The report notes that countries favouring a carbon tax could achieve approximate consistency with such a hybrid scheme through setting their tax rates within the carbon price trading bands (see diagram attached). These price bands could rise gradually over time to give enhanced incentives for emission reductions as abatement technology advances.
Mark Schofield, global sustainability and climate change tax leader, PricewaterhouseCoopers, said:
“There has been a lot of debate recently about the role of carbon taxes, as business underlines the need for more certainty and stability in policy to tackle climate change and as pressure mounts on public finances.
“While climate change is a global issue, tax systems remain local – operating on a country-by-country basis. Coordination between nations on such a strategic issue presents a significant challenge. However Copenhagen provides the context for a step change in policy and this hybrid model, which provides a practical policy framework that would strengthen investment incentives, should form part of the debate.”
1. Key advantages of a carbon tax identified in the paper include:
- It avoids high carbon price volatility seen in other emissions trading schemes (e.g. spikes in SO2 and NO2 prices in the US and the sharp drop in EU ETS carbon prices seen both in 2007 and again more recently);
- It can build on existing tax collecting mechanisms and authorities, so it should be simpler and less costly to run; and
- It raises more revenues for governments unless tradable permits are fully auctioned (and even then a tax is a more predictable revenue source).

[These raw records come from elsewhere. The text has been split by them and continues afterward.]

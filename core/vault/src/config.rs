//! Vault configuration and on-disk layout.
//!
//! The configuration record lives at the vault root. In plain mode it is
//! pretty-printed JSON. In secure mode it is compact JSON wrapped in
//! base64 and a `pom` marker file sits next to it.

use std::fs;
use std::path::{Path, PathBuf};

use base64::{engine::general_purpose::STANDARD, Engine as _};
use chrono::{DateTime, Utc};
use serde::{Deserialize, Serialize};
use tracing::debug;

use crate::header::HeaderSet;
use reevault_common::{Error, Result};

/// Configuration file name in vault root.
pub const CONFIG_FILENAME: &str = "config";

/// Marker file whose presence switches the config to secure mode.
pub const SECURE_MARKER_FILENAME: &str = "pom";

/// Persisted wrapped key, base64.
pub const KEY_FILENAME: &str = "cey";

/// Directory holding encrypted document blobs.
pub const DATA_DIRNAME: &str = "data";

/// Reserved for content checksums.
pub const SHASUMS_DIRNAME: &str = "shasums";

/// Directory for the vault's log file.
pub const LOGS_DIRNAME: &str = "logs";

/// Extension of the vault root directory.
pub const VAULT_EXTENSION: &str = "reevault";

/// Extension of document blobs inside `data/`.
pub const BLOB_EXTENSION: &str = "ree";

const SECURE_MARKER_TEXT: &str = "Nothing here is what it seems.";

/// Version of this library, recorded in every config it writes.
pub const LIBRARY_VERSION: &str = env!("CARGO_PKG_VERSION");

/// Vault configuration record.
#[derive(Debug, Clone, PartialEq, Serialize, Deserialize)]
pub struct ConfigRecord {
    /// Logical vault name.
    pub vault_name: String,
    /// When the vault was created.
    pub creation_date: DateTime<Utc>,
    /// When the vault was last written to.
    pub last_updated: DateTime<Utc>,
    /// Host that created the vault.
    pub creation_machine: String,
    /// Host that last wrote to the vault.
    pub updating_machine: String,
    /// User that created the vault.
    pub creation_user: String,
    /// User that last wrote to the vault.
    pub updating_user: String,
    /// Declared header fields.
    pub header_set: HeaderSet,
    /// Library version that created the vault.
    pub creation_version: String,
    /// Library version of the last write, if any.
    #[serde(default)]
    pub last_version: Option<String>,
}

impl ConfigRecord {
    /// Create a fresh record stamped with the current host and user.
    pub fn new(vault_name: impl Into<String>, header_set: HeaderSet) -> Self {
        let now = Utc::now();
        let machine = current_machine();
        let user = current_user();

        Self {
            vault_name: vault_name.into(),
            creation_date: now,
            last_updated: now,
            creation_machine: machine.clone(),
            updating_machine: machine,
            creation_user: user.clone(),
            updating_user: user,
            header_set,
            creation_version: LIBRARY_VERSION.to_string(),
            last_version: None,
        }
    }

    /// Refresh the update provenance after a write.
    pub fn touch(&mut self) {
        self.last_updated = Utc::now();
        self.updating_machine = current_machine();
        self.updating_user = current_user();
        self.last_version = Some(LIBRARY_VERSION.to_string());
    }

    /// Serialize configuration to JSON.
    pub fn to_json(&self) -> Result<String> {
        serde_json::to_string_pretty(self).map_err(|e| Error::Serialization(e.to_string()))
    }

    /// Deserialize configuration from JSON.
    pub fn from_json(json: &str) -> Result<Self> {
        serde_json::from_str(json).map_err(|e| Error::Serialization(e.to_string()))
    }

    /// Serialize to compact bytes.
    pub fn to_bytes(&self) -> Result<Vec<u8>> {
        serde_json::to_vec(self).map_err(|e| Error::Serialization(e.to_string()))
    }

    /// Deserialize from bytes.
    pub fn from_bytes(bytes: &[u8]) -> Result<Self> {
        serde_json::from_slice(bytes).map_err(|e| Error::Serialization(e.to_string()))
    }
}

fn current_machine() -> String {
    whoami::fallible::hostname().unwrap_or_else(|_| "unknown".to_string())
}

fn current_user() -> String {
    whoami::username()
}

/// Reads and writes the config record and base64 side files of one vault.
#[derive(Debug, Clone)]
pub struct ConfigStore {
    root: PathBuf,
    secure: bool,
}

impl ConfigStore {
    /// Create a store rooted at a vault directory.
    pub fn new(root: impl Into<PathBuf>, secure: bool) -> Self {
        Self {
            root: root.into(),
            secure,
        }
    }

    /// Vault root directory.
    pub fn root(&self) -> &Path {
        &self.root
    }

    /// Whether the config is written in secure mode.
    pub fn is_secure(&self) -> bool {
        self.secure
    }

    /// Whether a config record exists.
    pub fn exists(&self) -> bool {
        self.root.join(CONFIG_FILENAME).exists()
    }

    /// Write the record in the store's mode.
    pub fn save(&self, record: &ConfigRecord) -> Result<()> {
        let path = self.root.join(CONFIG_FILENAME);

        if self.secure {
            fs::write(&path, STANDARD.encode(record.to_bytes()?))?;
            fs::write(
                self.root.join(SECURE_MARKER_FILENAME),
                STANDARD.encode(SECURE_MARKER_TEXT),
            )?;
        } else {
            fs::write(&path, record.to_json()?)?;
        }

        debug!(path = %path.display(), secure = self.secure, "Config saved");
        Ok(())
    }

    /// Read the record, detecting the mode from the marker file.
    ///
    /// The store adopts the detected mode so later saves keep it.
    pub fn load(&mut self) -> Result<ConfigRecord> {
        let path = self.root.join(CONFIG_FILENAME);
        if !path.exists() {
            return Err(Error::VaultDoesNotExist(self.root.clone()));
        }

        self.secure = self.root.join(SECURE_MARKER_FILENAME).exists();
        let raw = fs::read_to_string(&path)?;

        if self.secure {
            ConfigRecord::from_bytes(&decode_base64(&raw)?)
        } else {
            ConfigRecord::from_json(&raw)
        }
    }

    /// Persist raw bytes as base64 under the vault root.
    pub fn write_secure_info(&self, name: &str, data: &[u8]) -> Result<()> {
        fs::write(self.root.join(name), STANDARD.encode(data))?;
        Ok(())
    }

    /// Read base64 bytes written by [`ConfigStore::write_secure_info`].
    pub fn read_secure_info(&self, name: &str) -> Result<Vec<u8>> {
        let raw = fs::read_to_string(self.root.join(name))?;
        decode_base64(&raw)
    }
}

fn decode_base64(raw: &str) -> Result<Vec<u8>> {
    let compact: String = raw.chars().filter(|c| !c.is_whitespace()).collect();
    STANDARD
        .decode(compact)
        .map_err(|e| Error::Serialization(format!("Invalid base64: {}", e)))
}

#[cfg(test)]
mod tests {
    use super::*;
    use crate::header::FieldKind;
    use tempfile::TempDir;

    fn record() -> ConfigRecord {
        ConfigRecord::new("notes", HeaderSet::default())
    }

    #[test]
    fn test_new_record_provenance() {
        let record = record();

        assert_eq!(record.vault_name, "notes");
        assert_eq!(record.creation_date, record.last_updated);
        assert_eq!(record.creation_user, record.updating_user);
        assert_eq!(record.creation_version, LIBRARY_VERSION);
        assert!(record.last_version.is_none());
    }

    #[test]
    fn test_touch_updates_provenance() {
        let mut record = record();
        let created = record.creation_date;

        record.touch();

        assert!(record.last_updated >= created);
        assert_eq!(record.creation_date, created);
        assert_eq!(record.last_version.as_deref(), Some(LIBRARY_VERSION));
    }

    #[test]
    fn test_plain_roundtrip() {
        let dir = TempDir::new().unwrap();
        let mut store = ConfigStore::new(dir.path(), false);

        let mut original = record();
        original.header_set.add_field("owner", FieldKind::Single);
        store.save(&original).unwrap();

        let raw = fs::read_to_string(dir.path().join(CONFIG_FILENAME)).unwrap();
        assert!(raw.contains("\"vault_name\": \"notes\""));
        assert!(!dir.path().join(SECURE_MARKER_FILENAME).exists());

        let loaded = store.load().unwrap();
        assert_eq!(loaded, original);
        assert!(!store.is_secure());
    }

    #[test]
    fn test_secure_roundtrip() {
        let dir = TempDir::new().unwrap();
        let store = ConfigStore::new(dir.path(), true);

        let original = record();
        store.save(&original).unwrap();

        let raw = fs::read_to_string(dir.path().join(CONFIG_FILENAME)).unwrap();
        assert!(!raw.contains("vault_name"));
        assert!(dir.path().join(SECURE_MARKER_FILENAME).exists());

        // Mode comes from the marker, not from the caller.
        let mut reader = ConfigStore::new(dir.path(), false);
        assert_eq!(reader.load().unwrap(), original);
        assert!(reader.is_secure());
    }

    #[test]
    fn test_load_missing_config() {
        let dir = TempDir::new().unwrap();
        let mut store = ConfigStore::new(dir.path(), false);

        assert!(!store.exists());
        assert!(matches!(store.load(), Err(Error::VaultDoesNotExist(_))));
    }

    #[test]
    fn test_secure_info_roundtrip() {
        let dir = TempDir::new().unwrap();
        let store = ConfigStore::new(dir.path(), false);

        store.write_secure_info(KEY_FILENAME, b"\x00\x01wrapped").unwrap();

        assert_eq!(
            store.read_secure_info(KEY_FILENAME).unwrap(),
            b"\x00\x01wrapped"
        );
    }

    #[test]
    fn test_secure_info_rejects_garbage() {
        let dir = TempDir::new().unwrap();
        fs::write(dir.path().join(KEY_FILENAME), "not base64!!").unwrap();

        let store = ConfigStore::new(dir.path(), false);
        assert!(matches!(
            store.read_secure_info(KEY_FILENAME),
            Err(Error::Serialization(_))
        ));
    }
}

2. Key advantages of carbon trading include:
- It is more politically acceptable since it does not involve an explicit tax and it may be easier to get international agreement on a globally-linked trading scheme than a global carbon tax;
- Trading schemes give certainty around achieving quantitative emissions targets;
- Auctioning can be phased in once a scheme is well established; and
- Some degree of price flexibility may be appropriate under conditions of economic and technological uncertainty and can be kept to manageable levels through banking or borrowing.